If there is insufficiently rich observations to support statistical inference, then the problem can be approached from the perspective of multi-criteria optimization. For optimizers (actually, for everybody), the challenge then is to recognize that the information basis for assessment comes from the tradeoffs revealed by the Pareto frontier and that just maximizing the number of satisfied objectives (or constraints) is insufficient.

It is easiest to grasp the core issues of this problem from a familiar perspective:

modeling: (Reynolds and Ford, Ecology, 1999; Komuro et al., Ecological Modeling, 2006),
statistical inference: (Reynolds and Golinelli, JSM Proceedings 2004; Reynolds and Golinelli in development),
multi-objective optimization or evolutionary computation: ( Komuro et al., Lecture Notes in Computer Science, Vol. 4403, 2007; Komuro et al., Proceedings of the IEEE Congress on Evolutionary Computation, CEC 2007,Singapore).

( Figure) Pareto Optimal Model Assessment Cycle (after Reynolds and Ford, Ecology 1999)

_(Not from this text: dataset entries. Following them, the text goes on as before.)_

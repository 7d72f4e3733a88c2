use std::any::Any;
use std::fmt::{Debug, Formatter};
use std::panic;

pub use thiserror;
pub use thiserror::Error;

const NON_STRING_PAYLOAD: &str = "panic with a non-string payload";

/// A Panic is the failure half of a wrapped call. It owns the payload that the failed
/// operation panicked with, exactly as it was raised.
///
/// Most panics carry a textual payload (`panic!("...")` produces either a `&'static str`
/// or a `String`) which is available through [message](crate::Panic::message) and is
/// also used as the [display](std::fmt::Display) for this type.
///
/// ```
/// use error::Panic;
///
/// let panic = std::panic::catch_unwind(|| panic!("oops")).map_err(Panic::from).unwrap_err();
/// assert_eq!(Some("oops"), panic.message());
/// assert_eq!("oops", format!("{}", panic));
/// ```
///
/// Payloads of any other type are NOT coerced into a string. They can be recovered,
/// verbatim, via [downcast](crate::Panic::downcast).
///
/// ```
/// use error::Panic;
///
/// #[derive(Debug, PartialEq)]
/// struct Teapot(u16);
///
/// let panic = std::panic::catch_unwind(|| std::panic::panic_any(Teapot(418)))
///     .map_err(Panic::from)
///     .unwrap_err();
/// assert_eq!(None, panic.message());
/// assert_eq!(Teapot(418), panic.downcast::<Teapot>().unwrap());
/// ```
#[derive(Error)]
#[error("{description}")]
pub struct Panic {
    payload: Box<dyn Any + Send>,
    description: String,
}

impl Panic {
    /// Builds a Panic around an arbitrary value without ever unwinding. This is useful
    /// for constructing a failed `Result` by hand.
    pub fn new<T: Any + Send>(value: T) -> Self {
        Self::from(Box::new(value) as Box<dyn Any + Send>)
    }

    /// The textual description of this panic, if its payload is a `&str` or a `String`.
    pub fn message(&self) -> Option<&str> {
        describe(&*self.payload)
    }

    /// Returns true if the payload is of type `T`.
    pub fn is<T: Any>(&self) -> bool {
        self.payload.is::<T>()
    }

    pub fn downcast_ref<T: Any>(&self) -> Option<&T> {
        self.payload.downcast_ref::<T>()
    }

    /// Attempts to take the payload out as a `T`. If the payload is of some other type
    /// then the Panic is handed back unchanged.
    pub fn downcast<T: Any>(self) -> Result<T, Self> {
        let Panic {
            payload,
            description,
        } = self;
        match payload.downcast::<T>() {
            Ok(value) => Ok(*value),
            Err(payload) => Err(Panic {
                payload,
                description,
            }),
        }
    }

    /// Gives up the raw payload, as it would have been handed to
    /// [catch_unwind](std::panic::catch_unwind).
    pub fn into_payload(self) -> Box<dyn Any + Send> {
        self.payload
    }

    /// Continues unwinding with the original payload. This is the way out for callers
    /// that inspected a failure and decided that it should propagate after all.
    ///
    /// Note that, unlike [panic!](std::panic!), this does NOT invoke the panic hook.
    pub fn resume(self) -> ! {
        panic::resume_unwind(self.payload)
    }
}

/// This conversion accepts the payload exactly as it is handed out by
/// [catch_unwind](std::panic::catch_unwind).
impl From<Box<dyn Any + Send>> for Panic {
    fn from(payload: Box<dyn Any + Send>) -> Self {
        let description = describe(&*payload)
            .unwrap_or(NON_STRING_PAYLOAD)
            .to_string();
        Self {
            payload,
            description,
        }
    }
}

impl Debug for Panic {
    fn fmt(&self, f: &mut Formatter<'_>) -> std::fmt::Result {
        f.debug_struct("Panic")
            .field("message", &self.message())
            .finish()
    }
}

fn describe(payload: &(dyn Any + Send)) -> Option<&str> {
    if let Some(message) = payload.downcast_ref::<&'static str>() {
        Some(message)
    } else if let Some(message) = payload.downcast_ref::<String>() {
        Some(message.as_str())
    } else {
        None
    }
}
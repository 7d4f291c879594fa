use std::{env, time::Duration};

use reqwest::Url;
use thiserror::Error;

pub const DEFAULT_NEWS_BASE_URL: &str = "https://newsapi.org";

#[derive(Debug, Error)]
pub enum ConfigError {
    #[error("invalid value for {name}: {source}")]
    Invalid {
        name: &'static str,
        #[source]
        source: anyhow::Error,
    },
}

/// Heuristic that derives the likely-donor label at load time.
#[derive(Debug, Clone, PartialEq)]
pub struct LabelRule {
    pub gift_threshold: f64,
    pub recency_threshold_months: f64,
}

impl Default for LabelRule {
    fn default() -> Self {
        Self {
            gift_threshold: 10.0,
            recency_threshold_months: 18.0,
        }
    }
}

#[derive(Debug, Clone, PartialEq)]
pub struct ForestConfig {
    pub trees: usize,
    pub seed: u64,
}

impl Default for ForestConfig {
    fn default() -> Self {
        Self { trees: 50, seed: 42 }
    }
}

#[derive(Debug, Clone, PartialEq)]
pub struct SegmentConfig {
    pub clusters: usize,
    pub seed: u64,
    pub max_iterations: usize,
    pub tolerance: f64,
}

impl Default for SegmentConfig {
    fn default() -> Self {
        Self {
            clusters: 7,
            seed: 42,
            max_iterations: 300,
            tolerance: 1e-4,
        }
    }
}

#[derive(Debug, Clone, PartialEq)]
pub struct UrgencyConfig {
    /// Snippets beyond this many are not scored.
    pub max_snippets: usize,
    /// Classifier input limit in tokens; longer snippets are truncated.
    pub max_input_tokens: usize,
}

impl Default for UrgencyConfig {
    fn default() -> Self {
        Self {
            max_snippets: 10,
            max_input_tokens: 512,
        }
    }
}

/// Collaborator endpoints and credentials, read from the environment.
#[derive(Debug, Clone, PartialEq)]
pub struct SignalConfig {
    pub news_api_key: Option<String>,
    pub news_base_url: String,
    pub news_page_size: usize,
    pub trends_base_url: Option<String>,
    pub trend_window: String,
    pub timeout: Duration,
}

impl Default for SignalConfig {
    fn default() -> Self {
        Self {
            news_api_key: None,
            news_base_url: DEFAULT_NEWS_BASE_URL.to_string(),
            news_page_size: 15,
            trends_base_url: None,
            trend_window: "now 7-d".to_string(),
            timeout: Duration::from_millis(10_000),
        }
    }
}

impl SignalConfig {
    /// Reads `NEWS_API_KEY`, `NEWS_API_BASE_URL`, `TRENDS_BASE_URL` and `SIGNAL_TIMEOUT_MS`.
    ///
    /// A missing credential is not an error here; the news collaborator degrades instead.
    ///
    /// # Errors
    /// Returns [`ConfigError`] when `SIGNAL_TIMEOUT_MS` is not a positive integer.
    pub fn from_env() -> Result<Self, ConfigError> {
        Self::from_lookup(|name| env::var(name).ok())
    }

    pub(crate) fn from_lookup<F>(lookup: F) -> Result<Self, ConfigError>
    where
        F: Fn(&str) -> Option<String>,
    {
        let defaults = Self::default();
        let non_blank = |name: &str| lookup(name).filter(|value| !value.trim().is_empty());

        let timeout = match non_blank("SIGNAL_TIMEOUT_MS") {
            Some(raw) => Duration::from_millis(parse_positive_u64("SIGNAL_TIMEOUT_MS", &raw)?),
            None => defaults.timeout,
        };

        Ok(Self {
            news_api_key: non_blank("NEWS_API_KEY"),
            news_base_url: non_blank("NEWS_API_BASE_URL").unwrap_or(defaults.news_base_url),
            news_page_size: defaults.news_page_size,
            trends_base_url: non_blank("TRENDS_BASE_URL"),
            trend_window: defaults.trend_window,
            timeout,
        })
    }
}

fn parse_positive_u64(name: &'static str, raw: &str) -> Result<u64, ConfigError> {
    let value = raw
        .trim()
        .parse::<u64>()
        .map_err(|err| ConfigError::Invalid {
            name,
            source: err.into(),
        })?;
    if value == 0 {
        return Err(ConfigError::Invalid {
            name,
            source: anyhow::anyhow!("must be greater than zero"),
        });
    }
    Ok(value)
}

/// Parses a collaborator base URL with a trailing slash, so relative joins
/// append to its path instead of replacing the last segment.
pub fn parse_base_url(raw: &str) -> anyhow::Result<Url> {
    let mut url = Url::parse(raw)?;
    if !url.path().ends_with('/') {
        let path = format!("{}/", url.path());
        url.set_path(&path);
    }
    Ok(url)
}

#[derive(Debug, Clone, Default, PartialEq)]
pub struct PipelineConfig {
    pub label: LabelRule,
    pub forest: ForestConfig,
    pub segment: SegmentConfig,
    pub urgency: UrgencyConfig,
    pub signals: SignalConfig,
}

Relation to Statistical Inference

Model assessment is concerned with the Zero^th problem of statistics (Mallows, The American Statistician, 1998): model specification. The goal is to develop a coherent logic of structural inference for settings where the model structure is based on some degree of scientific content (in contrast to being simply a parsimonious empirical summary of observed relationships).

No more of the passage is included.